In einem WLAN mit 802.1X fordert ein Benutzer (der so genannte Supplicant) den Zugriff auf einen Access Point (den so genannten Authenticator) an. Der Zugriffspunkt zwingt den Benutzer (eigentlich die Client-Software des Benutzers) in einen nicht autorisierten Zustand, der es dem Client nur erlaubt, eine EAP-Startnachricht zu senden. Der Zugangspunkt sendet eine EAP-Nachricht zurück, die die Identität des Benutzers anfordert. Der Client sendet die Identität zurück, die dann vom Access Point an den Authentifizierungsserver weitergeleitet wird, Dieser verwendet einen Algorithmus zur Authentifizierung des Benutzers und sendet dann eine akzeptierende oder ablehnende Nachricht zurück an den Access Point.
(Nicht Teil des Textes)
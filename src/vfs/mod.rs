//! In-memory inode-indexed virtual filesystem.
//!
//! Owns the inode table, resolves paths, and enforces POSIX-style ownership
//! and permission semantics on mutating operations. Higher
//! layers (the shell kernel, the command library) call through here rather
//! than touching inodes directly.

pub mod file;
mod glob;
mod ops;
mod path;
mod perm;

use std::collections::BTreeMap;
use std::sync::atomic::{AtomicU64, Ordering};

use dashmap::DashMap;
use tracing::debug;

pub use file::{DeviceKind, Inode, InodeId, Mode, Time, Type};
pub use ops::FindCriteria;
pub use path::normalise;
pub use perm::{format_permissions, Access};

/// Result of [`Vfs`] operations.
pub type Result<T> = std::result::Result<T, Error>;

/// Maximum length of a single path component.
pub const MAX_NAME_LEN: usize = 255;

/// Bound on symlink chases during path resolution.
pub const MAX_SYMLINK_DEPTH: u32 = 20;

/// The inode id of the filesystem root.
pub const ROOT_ID: InodeId = 1;

/// [`Vfs`] errors, matching the POSIX error kinds the utilities report.
#[derive(Debug, Copy, Clone, PartialEq, Eq)]
pub enum Error {
    /// Operation requires ownership or root and the caller has neither.
    Permission,
    /// Mode bits deny the requested access.
    Access,
    /// No such file or directory.
    NoEntry,
    /// Intermediate path component is not a directory.
    NotDir,
    /// Operation requires a non-directory target but found one.
    IsDir,
    /// Name already exists where a fresh name was required.
    Exist,
    /// Directory is not empty.
    NotEmpty,
    /// Symlink resolution exceeded [`MAX_SYMLINK_DEPTH`].
    Loop,
    /// Name component exceeds [`MAX_NAME_LEN`].
    NameTooLong,
    /// Target of a hard link must be a non-directory file.
    InvalidArgument,
    /// Target is not a character device / not a symlink, depending on call site.
    BadType,
}

impl std::fmt::Display for Error {
    fn fmt(&self, f: &mut std::fmt::Formatter<'_>) -> std::fmt::Result {
        let s = match self {
            Error::Permission => "Operation not permitted",
            Error::Access => "Permission denied",
            Error::NoEntry => "No such file or directory",
            Error::NotDir => "Not a directory",
            Error::IsDir => "Is a directory",
            Error::Exist => "File exists",
            Error::NotEmpty => "Directory not empty",
            Error::Loop => "Too many levels of symbolic links",
            Error::NameTooLong => "File name too long",
            Error::InvalidArgument => "Invalid argument",
            Error::BadType => "Invalid type for operation",
        };
        f.write_str(s)
    }
}

/// The virtual filesystem: a flat inode table keyed by monotonically
/// allocated id, with directories holding name -> id maps.
pub struct Vfs {
    inodes: DashMap<InodeId, Inode>,
    next_id: AtomicU64,
}

impl Vfs {
    /// Builds an empty filesystem containing only the root directory.
    pub fn new_empty(root_uid: u32, root_gid: u32) -> Self {
        let vfs = Vfs { inodes: DashMap::new(), next_id: AtomicU64::new(ROOT_ID) };
        let root = vfs.alloc_inode(Type::Directory, Mode::new(0o755), root_uid, root_gid);
        debug_assert_eq!(root, ROOT_ID);
        vfs
    }

    fn alloc_id(&self) -> InodeId {
        self.next_id.fetch_add(1, Ordering::SeqCst)
    }

    /// Allocates a fresh inode of the given type, returning its id. Link
    /// count starts at the convention for the type: 2 for directories (`.`
    /// plus the parent's entry), 1 otherwise.
    pub(crate) fn alloc_inode(&self, file_type: Type, mode: Mode, uid: u32, gid: u32) -> InodeId {
        let id = self.alloc_id();
        let now = self.now();
        let link_count = if file_type == Type::Directory { 2 } else { 1 };
        let inode = Inode {
            id,
            file_type,
            mode,
            uid,
            gid,
            content: Vec::new(),
            symlink_target: None,
            children: BTreeMap::new(),
            device: None,
            link_count,
            mtime: now,
            atime: now,
            ctime: now,
        };
        debug!(inode = id, ?file_type, "inode allocated");
        self.inodes.insert(id, inode);
        id
    }

    /// Frees an inode once its link count has reached zero.
    pub(crate) fn free_inode(&self, id: InodeId) {
        debug!(inode = id, "inode freed");
        self.inodes.remove(&id);
    }

    pub(crate) fn now(&self) -> Time {
        use std::time::{SystemTime, UNIX_EPOCH};
        let secs =
            SystemTime::now().duration_since(UNIX_EPOCH).map(|d| d.as_secs()).unwrap_or(0) as i64;
        Time { seconds: secs }
    }

    /// Returns a clone of the inode with the given id, if live.
    pub fn inode(&self, id: InodeId) -> Option<Inode> {
        self.inodes.get(&id).map(|r| r.clone())
    }

    /// Mutates an inode in place through `f`, if it is live.
    pub(crate) fn with_inode_mut<R>(&self, id: InodeId, f: impl FnOnce(&mut Inode) -> R) -> Option<R> {
        self.inodes.get_mut(&id).map(|mut r| f(&mut r))
    }

    pub fn inode_count(&self) -> usize {
        self.inodes.len()
    }
}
Unter der Annahme, dass eine akzeptierte Nachricht empfangen wurde, ändert der Access Point den Status des Clients auf autorisiert und der normale Datenverkehr kann nun stattfinden.

Der Authentifizierungsserver kann den Remote Authentication Dial-In User Service (RADIUS) verwenden, obwohl 802.1X dies nicht vorschreibt. Auch 802.1X bietet keine hundertprozentige Sicherheit, wie die Liste mit Angriffsmethoden auf 802.1X beweist.